Kinetic and steric differences in adsorption in two porous metal-organic frameworks

Kinetic and steric differences are two of the three fundamental mechanisms underlying the use of adsorption in applications to gas mixture separations. We present experimental results on kinetics and equilibrium adsorption measurements of tetrafluoromethane and argon on two metal-organic framework (MOF) materials: RPM1-Co or [Co$_{3}$(bpdc)$_{3}$bpy]$\cdot $4DMF$\cdot $H$_{2}$O] (bpdc = biphenyldicarboxylate, bpy = 4,4$\prime $-bipyridine, DMF = N,N- dimethylformamide) and Cu-BTC or Cu$_{3}$(BTC)$_{2}$(H$_{2}$O)$_{3}$ (BTC = benzene-1,3,5-tricarboxylate). The adsorbates display significant differences in their kinetics on RPM1-Co (i.e., there are sizable differences in the time required for each gas to reach equilibrium after it is allowed access to the substrate).

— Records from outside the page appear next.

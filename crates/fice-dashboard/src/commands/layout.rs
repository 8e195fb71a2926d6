//! Persisted layout commands: `layout show`, `layout reset`, `layout path`.

use std::process::ExitCode;

use fice_dashboard::config::xdg;
use fice_dashboard::dashboard::DashboardController;
use fice_dashboard::notify::Toast;

use super::{finish, CommandContext, CommandError};

/// Prints the layout the dashboard would open with.
pub(crate) fn run_layout_show_command() -> ExitCode {
    finish(show())
}

fn show() -> Result<(), CommandError> {
    let ctx = CommandContext::load(false)?;
    let role = ctx.auth().state().role();
    let controller = DashboardController::new(role, ctx.storage.clone());

    if controller.store().has_custom() {
        println!("Layout (custom)");
    } else {
        match role {
            Some(role) => println!("Layout (default for {role})"),
            None => println!("Layout (default)"),
        }
    }
    for (i, widget) in controller.layout().widgets.iter().enumerate() {
        let collapsed = if widget.collapsed { "  [collapsed]" } else { "" };
        println!(
            "{:>2}. {:<18} {}{}",
            i + 1,
            widget.id.as_str(),
            widget.id.title(),
            collapsed
        );
    }
    Ok(())
}

/// Writes the canonical default layout.
pub(crate) fn run_layout_reset_command() -> ExitCode {
    finish(reset())
}

fn reset() -> Result<(), CommandError> {
    let ctx = CommandContext::load(false)?;
    let role = ctx.auth().state().role();
    let mut controller = DashboardController::new(role, ctx.storage.clone());
    let mut toasts: Vec<Toast> = Vec::new();
    controller.reset(&mut toasts);
    for toast in toasts {
        println!("{toast}");
    }
    Ok(())
}

/// Prints the storage file holding the layout and session.
pub(crate) fn run_layout_path_command() -> ExitCode {
    println!("{}", xdg::storage_path().display());
    ExitCode::SUCCESS
}
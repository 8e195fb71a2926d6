//! Key-value storage capability.
//!
//! The dashboard persists small string values (the layout, the auth session)
//! under fixed keys. [`KeyValueStore`] abstracts where they live:
//! [`MemoryStore`] for tests and ephemeral runs, [`FileStore`] for a JSON
//! object on disk under the XDG data directory.
//!
//! Writes are last-write-wins; there is no locking between processes.

use std::collections::BTreeMap;
use std::fs;
use std::path::{Path, PathBuf};
use std::sync::{Arc, Mutex};

use thiserror::Error;
use tracing::warn;

/// Errors raised by a storage backend.
#[derive(Debug, Error)]
pub enum StorageError {
    #[error("Storage I/O failed at {path}")]
    Io {
        path: PathBuf,
        #[source]
        source: std::io::Error,
    },

    /// The storage file exists but is not a JSON object of strings.
    #[error("Storage file is corrupt: {path}: {message}")]
    Corrupt { path: PathBuf, message: String },

    #[error("Failed to serialize storage: {0}")]
    Serialize(String),
}

/// String key-value storage.
///
/// Methods take `&self`; implementations use interior mutability so one
/// store can be shared by several owners (layout store, auth store).
pub trait KeyValueStore {
    fn get(&self, key: &str) -> Result<Option<String>, StorageError>;
    fn set(&self, key: &str, value: &str) -> Result<(), StorageError>;
    fn remove(&self, key: &str) -> Result<(), StorageError>;
}

impl<T: KeyValueStore + ?Sized> KeyValueStore for &T {
    fn get(&self, key: &str) -> Result<Option<String>, StorageError> {
        (**self).get(key)
    }

    fn set(&self, key: &str, value: &str) -> Result<(), StorageError> {
        (**self).set(key, value)
    }

    fn remove(&self, key: &str) -> Result<(), StorageError> {
        (**self).remove(key)
    }
}

// ---------------------------------------------------------------------------
// MemoryStore
// ---------------------------------------------------------------------------

/// In-memory store. Clones share the same map.
#[derive(Debug, Clone, Default)]
pub struct MemoryStore {
    entries: Arc<Mutex<BTreeMap<String, String>>>,
}

impl MemoryStore {
    pub fn new() -> Self {
        Self::default()
    }

    fn entries(&self) -> std::sync::MutexGuard<'_, BTreeMap<String, String>> {
        self.entries.lock().unwrap_or_else(|e| e.into_inner())
    }
}

impl KeyValueStore for MemoryStore {
    fn get(&self, key: &str) -> Result<Option<String>, StorageError> {
        Ok(self.entries().get(key).cloned())
    }

    fn set(&self, key: &str, value: &str) -> Result<(), StorageError> {
        self.entries().insert(key.to_string(), value.to_string());
        Ok(())
    }

    fn remove(&self, key: &str) -> Result<(), StorageError> {
        self.entries().remove(key);
        Ok(())
    }
}

// ---------------------------------------------------------------------------
// FileStore
// ---------------------------------------------------------------------------

/// JSON-file store: one object mapping keys to string values.
///
/// Every operation re-reads the file, so separate `FileStore`s on the same
/// path observe each other's writes.
#[derive(Debug, Clone)]
pub struct FileStore {
    path: PathBuf,
}

impl FileStore {
    pub fn new(path: impl Into<PathBuf>) -> Self {
        Self { path: path.into() }
    }

    pub fn path(&self) -> &Path {
        &self.path
    }

    fn read_all(&self) -> Result<BTreeMap<String, String>, StorageError> {
        let content = match fs::read_to_string(&self.path) {
            Ok(content) => content,
            Err(e) if e.kind() == std::io::ErrorKind::NotFound => return Ok(BTreeMap::new()),
            Err(e) => {
                return Err(StorageError::Io {
                    path: self.path.clone(),
                    source: e,
                })
            }
        };
        if content.trim().is_empty() {
            return Ok(BTreeMap::new());
        }
        serde_json::from_str(&content).map_err(|e| StorageError::Corrupt {
            path: self.path.clone(),
            message: e.to_string(),
        })
    }

    /// Reads the map for a read-modify-write; a corrupt file is replaced.
    fn read_for_update(&self) -> Result<BTreeMap<String, String>, StorageError> {
        match self.read_all() {
            Err(StorageError::Corrupt { message, .. }) => {
                warn!(path = %self.path.display(), %message, "discarding corrupt storage file");
                Ok(BTreeMap::new())
            }
            other => other,
        }
    }

    /// Writes the map with the temp-file-then-rename pattern.
    fn write_all(&self, entries: &BTreeMap<String, String>) -> Result<(), StorageError> {
        let io_error = |source| StorageError::Io {
            path: self.path.clone(),
            source,
        };

        if let Some(parent) = self.path.parent().filter(|p| !p.as_os_str().is_empty()) {
            fs::create_dir_all(parent).map_err(io_error)?;
        }

        let json = serde_json::to_string_pretty(entries)
            .map_err(|e| StorageError::Serialize(e.to_string()))?;

        let file_name = self
            .path
            .file_name()
            .map(|n| n.to_string_lossy().into_owned())
            .unwrap_or_else(|| "storage.json".to_string());
        let temp_path = self
            .path
            .with_file_name(format!("{}.tmp.{}", file_name, std::process::id()));

        fs::write(&temp_path, json).map_err(io_error)?;
        fs::File::open(&temp_path)
            .and_then(|f| f.sync_all())
            .map_err(io_error)?;
        fs::rename(&temp_path, &self.path).map_err(io_error)?;
        Ok(())
    }
}

impl KeyValueStore for FileStore {
    fn get(&self, key: &str) -> Result<Option<String>, StorageError> {
        Ok(self.read_all()?.remove(key))
    }

    fn set(&self, key: &str, value: &str) -> Result<(), StorageError> {
        let mut entries = self.read_for_update()?;
        entries.insert(key.to_string(), value.to_string());
        self.write_all(&entries)
    }

    fn remove(&self, key: &str) -> Result<(), StorageError> {
        let mut entries = self.read_for_update()?;
        if entries.remove(key).is_some() {
            self.write_all(&entries)?;
        }
        Ok(())
    }
}

#[cfg(test)]
mod tests {
    use super::*;

    #[test]
    fn memory_store_basic_ops() {
        let store = MemoryStore::new();
        assert_eq!(store.get("k").unwrap(), None);
        store.set("k", "v").unwrap();
        assert_eq!(store.get("k").unwrap().as_deref(), Some("v"));
        store.remove("k").unwrap();
        assert_eq!(store.get("k").unwrap(), None);
    }

    #[test]
    fn memory_store_clones_share_entries() {
        let a = MemoryStore::new();
        let b = a.clone();
        a.set("shared", "1").unwrap();
        assert_eq!(b.get("shared").unwrap().as_deref(), Some("1"));
    }

    #[test]
    fn file_store_missing_file_is_empty() {
        let dir = tempfile::tempdir().unwrap();
        let store = FileStore::new(dir.path().join("storage.json"));
        assert_eq!(store.get("anything").unwrap(), None);
        store.remove("anything").unwrap();
        assert!(!store.path().exists());
    }

    #[test]
    fn file_store_persists_across_instances() {
        let dir = tempfile::tempdir().unwrap();
        let path = dir.path().join("nested/storage.json");
        FileStore::new(&path).set("a", "1").unwrap();
        FileStore::new(&path).set("b", "2").unwrap();

        let store = FileStore::new(&path);
        assert_eq!(store.get("a").unwrap().as_deref(), Some("1"));
        assert_eq!(store.get("b").unwrap().as_deref(), Some("2"));

        store.remove("a").unwrap();
        assert_eq!(FileStore::new(&path).get("a").unwrap(), None);
    }

    #[test]
    fn file_store_leaves_no_temp_files() {
        let dir = tempfile::tempdir().unwrap();
        let store = FileStore::new(dir.path().join("storage.json"));
        store.set("a", "1").unwrap();
        let names: Vec<_> = fs::read_dir(dir.path())
            .unwrap()
            .map(|e| e.unwrap().file_name().to_string_lossy().into_owned())
            .collect();
        assert_eq!(names, vec!["storage.json"]);
    }

    #[test]
    fn corrupt_file_errors_on_get_and_is_replaced_on_set() {
        let dir = tempfile::tempdir().unwrap();
        let path = dir.path().join("storage.json");
        fs::write(&path, "{not json").unwrap();
        let store = FileStore::new(&path);

        assert!(matches!(store.get("a"), Err(StorageError::Corrupt { .. })));
        store.set("a", "1").unwrap();
        assert_eq!(store.get("a").unwrap().as_deref(), Some("1"));
    }

    #[test]
    fn values_are_stored_as_json_strings() {
        let dir = tempfile::tempdir().unwrap();
        let path = dir.path().join("storage.json");
        let store = FileStore::new(&path);
        store.set("layout", r#"{"version":1}"#).unwrap();
        let raw: serde_json::Value = serde_json::from_str(&fs::read_to_string(&path).unwrap()).unwrap();
        assert_eq!(raw["layout"], serde_json::json!(r#"{"version":1}"#));
    }
}
//! Deterministic identity recalculation.
//!
//! Recording a new input nudges the stability score by a fixed amount per
//! input type and re-derives risk tolerance and decision style. Income type
//! is never changed by an input.

use chrono::{DateTime, Utc};

use crate::types::{DecisionStyle, FinancialIdentity, InputType, RiskTolerance};

/// Lowest stability score an input can push the identity to.
pub const MIN_SCORE: u8 = 30;
/// Highest stability score an input can push the identity to.
pub const MAX_SCORE: u8 = 95;

/// Score change contributed by one input of the given type.
pub fn score_delta(input_type: InputType) -> i16 {
    match input_type {
        InputType::Salary | InputType::Savings => 2,
        InputType::Freelance | InputType::Expenses | InputType::CardUsage => -1,
        InputType::Loan => -2,
    }
}

/// Risk tolerance implied by a stability score.
pub fn risk_for_score(score: u8) -> RiskTolerance {
    match score {
        80.. => RiskTolerance::High,
        60..=79 => RiskTolerance::Medium,
        _ => RiskTolerance::Low,
    }
}

/// Decision style implied by the most recent input type.
pub fn style_for_input(input_type: InputType) -> DecisionStyle {
    match input_type {
        InputType::Savings => DecisionStyle::Conservative,
        InputType::Loan | InputType::CardUsage => DecisionStyle::Aggressive,
        InputType::Salary | InputType::Freelance | InputType::Expenses => DecisionStyle::Balanced,
    }
}

/// Returns the identity that results from recording `input_type` at `now`.
pub fn recalculate(
    prev: &FinancialIdentity,
    input_type: InputType,
    now: DateTime<Utc>,
) -> FinancialIdentity {
    let raw = i16::from(prev.income_stability_score) + score_delta(input_type);
    let score = raw.clamp(i16::from(MIN_SCORE), i16::from(MAX_SCORE)) as u8;

    FinancialIdentity {
        income_stability_score: score,
        risk_tolerance: risk_for_score(score),
        decision_style: style_for_input(input_type),
        last_updated: now,
        ..prev.clone()
    }
}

Our equilibrium measurements show that CF$_{4}$ is sterically precluded from adsorbing in the small tetrahedral-shaped side pockets present in Cu-BTC. We will compare our experimental results with predictions for how adsorption kinetics depends on the size of the adsorbate and on those of the pores present in the substrate.